The disease sees people have attacks of new symptoms, called relapses, followed by remissions in which people make either a partial or a complete recovery. During remissions, a person may find that all of their MS symptoms disappear.
Some people with RRMS are eligible for disease modifying therapies (DMTs), which can reduce the number of relapses. There are lots of DMTs for MS available on the NHS, including Lemtrada, Copaxone and Aubagio. They’re taken either as a pill, an injection or an infusion.
Talk to your neurologist or MS nurse about what disease modifying therapy you may be eligible for.
Secondary progressive MS
For many people, secondary progressive multiple sclerosis (SPMS) is the next stage of MS after RRMS. It sees disability steadily progressing without relapses.
To be diagnosed with SPMS, you must have previously had relapses, and your disability must now have been worsening for the last six month, unconnected to any relapses. Occasionally someone may receive SPMS as their first diagnosis, but this is usually because RRMS was mis-diagnosed or missed.
Thanks to the development of DMTs to treat MS, and other advancements in managing the condition, fewer people are likely to progress to SPMS.
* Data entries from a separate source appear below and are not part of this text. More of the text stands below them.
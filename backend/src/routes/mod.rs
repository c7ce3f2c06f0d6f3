//! Route definitions for the Kedai POS API

use axum::{
    middleware,
    routing::{get, post, put},
    Router,
};

use crate::{handlers, middleware::auth_middleware, AppState};

/// Create API routes, mounted under `/api`
pub fn api_routes(state: AppState) -> Router<AppState> {
    Router::new()
        // Health check (public)
        .route("/health", get(handlers::health_check))
        // Auth routes (public)
        .route("/auth/login", post(handlers::login))
        // Protected routes
        .merge(protected_routes(state))
}

fn protected_routes(state: AppState) -> Router<AppState> {
    Router::new()
        .route("/auth/me", get(handlers::me))
        .nest("/users", user_routes())
        .nest("/barang", barang_routes())
        .nest("/bahan-baku", bahan_baku_routes())
        .nest("/chef", chef_routes())
        .nest("/transaksi", transaksi_routes())
        .nest("/modal", modal_routes())
        .route(
            "/settings",
            get(handlers::get_settings).put(handlers::update_settings),
        )
        .nest("/admin", admin_routes())
        .nest("/laporan", reporting_routes())
        .route_layer(middleware::from_fn_with_state(state, auth_middleware))
}

/// Staff account routes
fn user_routes() -> Router<AppState> {
    Router::new()
        .route("/", get(handlers::list_users).post(handlers::create_user))
        .route("/kasir", get(handlers::list_kasir))
        .route("/:id/active", put(handlers::set_user_active))
}

/// Catalog routes
fn barang_routes() -> Router<AppState> {
    Router::new()
        .route("/", get(handlers::list_barang).post(handlers::create_barang))
        .route(
            "/:id",
            get(handlers::get_barang)
                .put(handlers::update_barang)
                .delete(handlers::delete_barang),
        )
}

/// Raw-material routes
fn bahan_baku_routes() -> Router<AppState> {
    Router::new()
        .route(
            "/",
            get(handlers::list_bahan_baku).post(handlers::create_bahan_baku),
        )
        .route(
            "/:id",
            get(handlers::get_bahan_baku)
                .put(handlers::update_bahan_baku)
                .delete(handlers::delete_bahan_baku),
        )
}

/// Chef workflow routes
fn chef_routes() -> Router<AppState> {
    Router::new()
        .route("/bahan-baku", get(handlers::list_bahan_baku))
        .route("/bahan-baku/ambil", post(handlers::claim_bahan_baku))
        .route("/productions", get(handlers::list_productions))
        .route("/productions/:id", get(handlers::get_production))
        .route(
            "/productions/:id/status",
            put(handlers::update_production_status),
        )
}

/// Sales routes
fn transaksi_routes() -> Router<AppState> {
    Router::new()
        .route(
            "/",
            get(handlers::list_transaksi).post(handlers::create_transaksi),
        )
        .route(
            "/:id",
            get(handlers::get_transaksi)
                .put(handlers::update_transaksi_status)
                .patch(handlers::update_transaksi_status)
                .delete(handlers::delete_transaksi),
        )
        .route("/:id/cancel", post(handlers::cancel_transaksi))
}

/// Capital ledger routes
fn modal_routes() -> Router<AppState> {
    Router::new()
        .route("/", get(handlers::get_modal))
        .route("/tambah", post(handlers::add_capital))
        .route("/tarik", post(handlers::withdraw_capital))
        .route("/biaya-operasional", post(handlers::record_expense))
        .route("/resep", put(handlers::upsert_recipe))
        .route("/resep/:nama_produk", axum::routing::delete(handlers::delete_recipe))
}

/// Admin cost rollup routes
fn admin_routes() -> Router<AppState> {
    Router::new()
        .route("/hpp-total", get(handlers::get_hpp_total))
        .route("/hpp/:tanggal", get(handlers::get_hpp_day))
}

/// Reporting routes
fn reporting_routes() -> Router<AppState> {
    Router::new()
        .route("/omzet", get(handlers::get_omzet))
        .route("/produk-terlaris", get(handlers::get_top_products))
        .route("/metode-pembayaran", get(handlers::get_payment_breakdown))
        .route("/laba-rugi", get(handlers::get_profit))
}
//! Production workflow: pending claims resolved by approval or cancellation

use chrono::{DateTime, Utc};
use rust_decimal::Decimal;
use serde::{Deserialize, Serialize};
use sqlx::{FromRow, PgPool, Postgres, Transaction};
use uuid::Uuid;

use shared::{transition, Barang, Production, ProductionStatus};

use crate::error::{AppError, AppResult};
use crate::realtime::RealtimeHub;
use crate::services::bahan_baku::{lock_lot, mark_prepared};
use crate::services::barang::{BarangService, ProductionOutput};
use crate::services::modal::ModalService;
use crate::AppState;

/// Margin applied to goods first created by a production approval
pub const DEFAULT_MARGIN_PERSEN: i64 = 30;

pub(crate) const PRODUCTION_COLUMNS: &str = "id, bahan_baku_id, chef_id, jumlah_diproses, status, \
     waktu_mulai, waktu_selesai, catatan, created_at, updated_at";

#[derive(Clone)]
pub struct ProductionService {
    db: PgPool,
    barang: BarangService,
    hub: RealtimeHub,
}

#[derive(Debug, FromRow)]
pub(crate) struct ProductionRow {
    id: Uuid,
    bahan_baku_id: Uuid,
    chef_id: Uuid,
    jumlah_diproses: i32,
    status: String,
    waktu_mulai: Option<DateTime<Utc>>,
    waktu_selesai: Option<DateTime<Utc>>,
    catatan: Option<String>,
    created_at: DateTime<Utc>,
    updated_at: DateTime<Utc>,
}

impl TryFrom<ProductionRow> for Production {
    type Error = AppError;

    fn try_from(row: ProductionRow) -> Result<Self, Self::Error> {
        Ok(Production {
            id: row.id,
            bahan_baku_id: row.bahan_baku_id,
            chef_id: row.chef_id,
            jumlah_diproses: row.jumlah_diproses,
            status: row.status.parse().map_err(AppError::Internal)?,
            waktu_mulai: row.waktu_mulai,
            waktu_selesai: row.waktu_selesai,
            catatan: row.catatan,
            created_at: row.created_at,
            updated_at: row.updated_at,
        })
    }
}

#[derive(Debug, Default, Deserialize)]
pub struct ProductionFilter {
    pub status: Option<ProductionStatus>,
    pub chef_id: Option<Uuid>,
}

/// Resolve a pending production
#[derive(Debug, Deserialize)]
pub struct ResolveInput {
    pub status: ProductionStatus,
    /// Margin for a newly created catalog good, in percent
    pub margin: Option<Decimal>,
    pub catatan: Option<String>,
}

#[derive(Debug, Serialize)]
pub struct ResolveResult {
    pub production: Production,
    #[serde(skip_serializing_if = "Option::is_none")]
    pub barang: Option<Barang>,
    /// Whether approval created a new catalog good
    pub barang_baru: bool,
    /// Quantity added to the catalog
    pub jumlah_produksi: i32,
    /// Portions the master recipe says this claim yields; informational
    #[serde(skip_serializing_if = "Option::is_none")]
    pub yield_resep: Option<i32>,
}

impl ProductionService {
    pub fn new(db: PgPool, barang: BarangService, hub: RealtimeHub) -> Self {
        Self { db, barang, hub }
    }

    pub fn from_state(state: &AppState) -> Self {
        Self::new(
            state.db.clone(),
            BarangService::from_state(state),
            state.hub.clone(),
        )
    }

    pub async fn list(&self, filter: &ProductionFilter) -> AppResult<Vec<Production>> {
        let rows = sqlx::query_as::<_, ProductionRow>(&format!(
            r#"
            SELECT {PRODUCTION_COLUMNS} FROM productions
            WHERE ($1::TEXT IS NULL OR status = $1)
              AND ($2::UUID IS NULL OR chef_id = $2)
            ORDER BY created_at DESC
            "#
        ))
        .bind(filter.status.map(|s| s.as_str()))
        .bind(filter.chef_id)
        .fetch_all(&self.db)
        .await?;

        rows.into_iter().map(Production::try_from).collect()
    }

    pub async fn get(&self, id: Uuid) -> AppResult<Production> {
        sqlx::query_as::<_, ProductionRow>(&format!(
            "SELECT {PRODUCTION_COLUMNS} FROM productions WHERE id = $1"
        ))
        .bind(id)
        .fetch_optional(&self.db)
        .await?
        .ok_or_else(|| AppError::NotFound("Production".to_string()))?
        .try_into()
    }

    pub async fn resolve(&self, id: Uuid, input: ResolveInput) -> AppResult<ResolveResult> {
        match input.status {
            ProductionStatus::Approved => self.approve(id, input).await,
            ProductionStatus::Cancelled => self.cancel(id, input.catatan).await,
            ProductionStatus::Pending => Err(AppError::validation(
                "status",
                "status must be approved or cancelled",
            )),
        }
    }

    /// Approve a pending production and put its output into the catalog.
    ///
    /// The produced quantity is the claimed `jumlah_diproses`. The recipe
    /// yield is looked up and returned alongside, but does not change stock.
    /// Status, lot flag and catalog change commit together; counters and
    /// realtime events are published only after commit.
    pub async fn approve(&self, id: Uuid, input: ResolveInput) -> AppResult<ResolveResult> {
        let ledger = ModalService::new(self.db.clone()).find().await?;
        let adjustments = self.barang.price_adjustments().await?;

        let mut tx = self.db.begin().await?;

        let current = lock_production(&mut tx, id).await?;
        transition(current.status, ProductionStatus::Approved)?;
        let lot = lock_lot(&mut tx, current.bahan_baku_id).await?;

        let row = sqlx::query_as::<_, ProductionRow>(&format!(
            r#"
            UPDATE productions SET
                status = 'approved', waktu_mulai = NOW(),
                catatan = COALESCE($2, catatan), updated_at = NOW()
            WHERE id = $1
            RETURNING {PRODUCTION_COLUMNS}
            "#
        ))
        .bind(id)
        .bind(&input.catatan)
        .fetch_one(&mut *tx)
        .await?;
        mark_prepared(&mut tx, lot.id).await?;

        let recipe = ledger.as_ref().and_then(|l| l.find_recipe(&lot.nama));
        let yield_resep = recipe.map(|r| r.yield_for(current.jumlah_diproses));
        let modal_per_porsi = recipe
            .map(|r| r.modal_per_porsi())
            .unwrap_or(lot.modal_per_porsi);
        let margin = input
            .margin
            .unwrap_or_else(|| Decimal::from(DEFAULT_MARGIN_PERSEN));

        let output = self
            .barang
            .receive_production(
                &mut tx,
                &lot.nama,
                current.jumlah_diproses,
                modal_per_porsi,
                margin,
                &lot.bahan,
                &adjustments,
            )
            .await?;

        tx.commit().await?;

        let output = self.barang.publish_production(output).await;
        let production = Production::try_from(row)?;
        tracing::info!(
            production_id = %production.id,
            nama = %lot.nama,
            jumlah = production.jumlah_diproses,
            ?yield_resep,
            "Production approved"
        );
        self.hub.production_updated(&production);

        let barang_baru = matches!(output, ProductionOutput::Created(_));
        Ok(ResolveResult {
            jumlah_produksi: production.jumlah_diproses,
            production,
            barang: Some(output.barang().clone()),
            barang_baru,
            yield_resep,
        })
    }

    /// Cancel a pending production. Claimed raw material is not returned.
    pub async fn cancel(&self, id: Uuid, catatan: Option<String>) -> AppResult<ResolveResult> {
        let mut tx = self.db.begin().await?;

        let current = lock_production(&mut tx, id).await?;
        transition(current.status, ProductionStatus::Cancelled)?;

        let row = sqlx::query_as::<_, ProductionRow>(&format!(
            r#"
            UPDATE productions SET
                status = 'cancelled', waktu_selesai = NOW(),
                catatan = COALESCE($2, catatan), updated_at = NOW()
            WHERE id = $1
            RETURNING {PRODUCTION_COLUMNS}
            "#
        ))
        .bind(id)
        .bind(&catatan)
        .fetch_one(&mut *tx)
        .await?;

        tx.commit().await?;

        let production = Production::try_from(row)?;
        tracing::info!(production_id = %production.id, "Production cancelled");
        self.hub.production_updated(&production);

        Ok(ResolveResult {
            production,
            barang: None,
            barang_baru: false,
            jumlah_produksi: 0,
            yield_resep: None,
        })
    }
}

async fn lock_production(tx: &mut Transaction<'_, Postgres>, id: Uuid) -> AppResult<Production> {
    sqlx::query_as::<_, ProductionRow>(&format!(
        "SELECT {PRODUCTION_COLUMNS} FROM productions WHERE id = $1 FOR UPDATE"
    ))
    .bind(id)
    .fetch_optional(&mut **tx)
    .await?
    .ok_or_else(|| AppError::NotFound("Production".to_string()))?
    .try_into()
}
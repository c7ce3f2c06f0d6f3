//! Price formulas for catalog goods
//!
//! All amounts are rupiah. Results are rounded to whole rupiah, half away
//! from zero.

use rust_decimal::{Decimal, RoundingStrategy};
use serde::{Deserialize, Serialize};
use thiserror::Error;

const HUNDRED: Decimal = Decimal::ONE_HUNDRED;

#[derive(Debug, Error, PartialEq, Eq)]
pub enum PricingError {
    #[error("margin must be at least 0% and below 100%, got {0}%")]
    InvalidMargin(Decimal),

    #[error("{field} must be between 0% and 100%, got {value}%")]
    InvalidPercent { field: &'static str, value: Decimal },

    #[error("discount must be at least 0% and below 100%, got {0}%")]
    InvalidDiscount(Decimal),

    #[error("cost must not be negative")]
    NegativeCost,
}

/// Percentage adjustments layered on top of the selling price
#[derive(Debug, Clone, Copy, Default, Serialize, Deserialize, PartialEq)]
pub struct PriceAdjustments {
    pub pajak_persen: Decimal,
    pub diskon_persen: Decimal,
    pub service_charge_persen: Decimal,
}

impl PriceAdjustments {
    /// A full discount would price goods at zero, which the till reads as
    /// "no final price", so the discount stays below 100%.
    pub fn validate(&self) -> Result<(), PricingError> {
        validate_percent("pajak_persen", self.pajak_persen)?;
        validate_percent("service_charge_persen", self.service_charge_persen)?;
        if self.diskon_persen < Decimal::ZERO || self.diskon_persen >= HUNDRED {
            return Err(PricingError::InvalidDiscount(self.diskon_persen));
        }
        Ok(())
    }
}

/// Round to whole rupiah
pub fn round_rupiah(amount: Decimal) -> Decimal {
    amount.round_dp_with_strategy(0, RoundingStrategy::MidpointAwayFromZero)
}

pub fn validate_percent(field: &'static str, value: Decimal) -> Result<(), PricingError> {
    if value < Decimal::ZERO || value > HUNDRED {
        return Err(PricingError::InvalidPercent { field, value });
    }
    Ok(())
}

/// Selling price from cost and a margin on price:
/// `harga_jual = round(modal / (1 - margin / 100))`
pub fn harga_jual_from_margin(modal: Decimal, margin_persen: Decimal) -> Result<Decimal, PricingError> {
    if modal < Decimal::ZERO {
        return Err(PricingError::NegativeCost);
    }
    if margin_persen < Decimal::ZERO || margin_persen >= HUNDRED {
        return Err(PricingError::InvalidMargin(margin_persen));
    }
    let divisor = Decimal::ONE - margin_persen / HUNDRED;
    Ok(round_rupiah(modal / divisor))
}

/// Final shelf price: discount first, then tax and service charge on the
/// discounted amount.
pub fn harga_final(harga_jual: Decimal, adj: &PriceAdjustments) -> Decimal {
    let after_discount = harga_jual * (Decimal::ONE - adj.diskon_persen / HUNDRED);
    let surcharge = Decimal::ONE + adj.pajak_persen / HUNDRED + adj.service_charge_persen / HUNDRED;
    round_rupiah(after_discount * surcharge)
}

/// Price a sale line is charged at: `harga_final` when set, else `harga_jual`
pub fn effective_unit_price(harga_jual: Decimal, harga_final: Decimal) -> Decimal {
    if harga_final > Decimal::ZERO {
        harga_final
    } else {
        harga_jual
    }
}

/// Margin implied by a cost and a selling price, in percent of price
pub fn margin_from_prices(modal: Decimal, harga_jual: Decimal) -> Decimal {
    if harga_jual.is_zero() {
        return Decimal::ZERO;
    }
    ((harga_jual - modal) / harga_jual * HUNDRED).round_dp(2)
}

#[cfg(test)]
mod tests {
    use super::*;
    use std::str::FromStr;

    fn dec(s: &str) -> Decimal {
        Decimal::from_str(s).unwrap()
    }

    #[test]
    fn test_harga_jual_from_margin() {
        // 9000 / (1 - 0.40) = 15000
        assert_eq!(harga_jual_from_margin(dec("9000"), dec("40")).unwrap(), dec("15000"));
        // 1000 / 0.7 = 1428.57.. -> 1429
        assert_eq!(harga_jual_from_margin(dec("1000"), dec("30")).unwrap(), dec("1429"));
        assert_eq!(harga_jual_from_margin(dec("5000"), Decimal::ZERO).unwrap(), dec("5000"));
    }

    #[test]
    fn test_margin_bounds() {
        assert_eq!(
            harga_jual_from_margin(dec("1000"), dec("100")),
            Err(PricingError::InvalidMargin(dec("100")))
        );
        assert!(harga_jual_from_margin(dec("1000"), dec("-1")).is_err());
        assert_eq!(harga_jual_from_margin(dec("-1"), dec("10")), Err(PricingError::NegativeCost));
    }

    #[test]
    fn test_harga_final_layers_adjustments() {
        let adj = PriceAdjustments {
            pajak_persen: dec("10"),
            diskon_persen: dec("10"),
            service_charge_persen: dec("5"),
        };
        // 15000 * 0.9 = 13500; 13500 * 1.15 = 15525
        assert_eq!(harga_final(dec("15000"), &adj), dec("15525"));
        assert_eq!(harga_final(dec("15000"), &PriceAdjustments::default()), dec("15000"));
    }

    #[test]
    fn test_effective_unit_price() {
        assert_eq!(effective_unit_price(dec("15000"), Decimal::ZERO), dec("15000"));
        assert_eq!(effective_unit_price(dec("15000"), dec("16500")), dec("16500"));
    }

    #[test]
    fn test_margin_from_prices() {
        assert_eq!(margin_from_prices(dec("9000"), dec("15000")), dec("40"));
        assert_eq!(margin_from_prices(dec("9000"), Decimal::ZERO), Decimal::ZERO);
    }

    #[test]
    fn test_adjustments_validate() {
        let bad = PriceAdjustments {
            pajak_persen: dec("120"),
            ..Default::default()
        };
        assert!(bad.validate().is_err());
        assert!(PriceAdjustments::default().validate().is_ok());
    }

    #[test]
    fn test_full_discount_rejected() {
        let full = PriceAdjustments {
            diskon_persen: dec("100"),
            ..Default::default()
        };
        assert_eq!(full.validate(), Err(PricingError::InvalidDiscount(dec("100"))));

        let almost = PriceAdjustments {
            diskon_persen: dec("99"),
            ..Default::default()
        };
        assert!(almost.validate().is_ok());
        // 15000 * 0.01 = 150, still charged at the final price
        let final_price = harga_final(dec("15000"), &almost);
        assert_eq!(final_price, dec("150"));
        assert_eq!(effective_unit_price(dec("15000"), final_price), dec("150"));
    }
}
There are only two DMTs currently approved for SPMS, and these are only relevant if you still have relapses or inflammation visible on your MRI scan. These are Extavia and Mayzent.
Ask you GP or neurologists if these medications may be beneficial to you.
Primary progressive MS
This version of MS tends to appear from the onset as a progressive disease, rather than the person experiencing relapses as they would with RRMS. Symptoms can come on gradually, such as subtle walking problems that develop over time.
People are usually diagnosed later in life than those with RRMS, typically in their 40s or older, although it’s possible to be diagnosed earlier or later.
RRMS is two to three times more common in women than men, whereas roughly equal numbers of both sexes have PPMS.
Someone must have seen their disability get worse over at least the course of a year, but have had no relapses, to be diagnosed with PPMS. There must also be two or more brain or spinal cord lesions showing on an MRI scan in different areas, and they must have happened at different times. There must also be signs of MS in the fluid around your spinal cord when a lumbar puncture is done.
Currently a drug called Ocrevus is recommended for people with PPMS, but they must be early in the condition and inflammation must be seen on your scans, so not everyone qualifies for it. Speak to your GP or neurologist to find it if it may be suitable for you.